→ SUPPLIED DATA

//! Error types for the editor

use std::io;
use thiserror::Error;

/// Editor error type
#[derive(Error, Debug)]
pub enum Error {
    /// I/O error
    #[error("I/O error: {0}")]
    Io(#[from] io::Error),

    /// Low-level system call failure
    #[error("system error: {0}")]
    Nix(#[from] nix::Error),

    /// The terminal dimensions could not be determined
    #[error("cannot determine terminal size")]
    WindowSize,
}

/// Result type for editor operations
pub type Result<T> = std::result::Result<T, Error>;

* * *

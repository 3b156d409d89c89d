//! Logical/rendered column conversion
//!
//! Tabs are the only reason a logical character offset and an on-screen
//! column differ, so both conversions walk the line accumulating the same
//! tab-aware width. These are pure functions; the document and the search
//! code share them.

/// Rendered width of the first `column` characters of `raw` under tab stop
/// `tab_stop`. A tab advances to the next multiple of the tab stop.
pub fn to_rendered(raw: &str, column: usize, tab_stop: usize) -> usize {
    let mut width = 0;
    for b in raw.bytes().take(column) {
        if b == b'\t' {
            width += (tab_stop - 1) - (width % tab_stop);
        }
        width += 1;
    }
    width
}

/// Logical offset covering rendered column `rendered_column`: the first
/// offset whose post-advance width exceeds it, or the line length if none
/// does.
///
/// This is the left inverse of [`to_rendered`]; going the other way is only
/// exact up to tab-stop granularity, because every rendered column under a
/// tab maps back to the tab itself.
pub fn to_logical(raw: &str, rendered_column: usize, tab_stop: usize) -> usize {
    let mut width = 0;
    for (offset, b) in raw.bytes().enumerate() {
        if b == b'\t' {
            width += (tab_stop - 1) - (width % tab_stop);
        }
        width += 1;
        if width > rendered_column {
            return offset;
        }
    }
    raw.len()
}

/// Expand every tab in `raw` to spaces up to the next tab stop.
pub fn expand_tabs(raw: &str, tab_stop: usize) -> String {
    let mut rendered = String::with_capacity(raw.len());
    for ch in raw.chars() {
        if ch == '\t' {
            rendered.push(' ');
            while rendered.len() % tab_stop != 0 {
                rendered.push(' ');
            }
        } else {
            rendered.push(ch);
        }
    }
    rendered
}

→ TASK
Lines in the data that hold "every" must be located and copied.

→ OUTPUT OF THE EXERCISE
/// exact up to tab-stop granularity, because every rendered column under a
/// Expand every tab in `raw` to spaces up to the next tab stop.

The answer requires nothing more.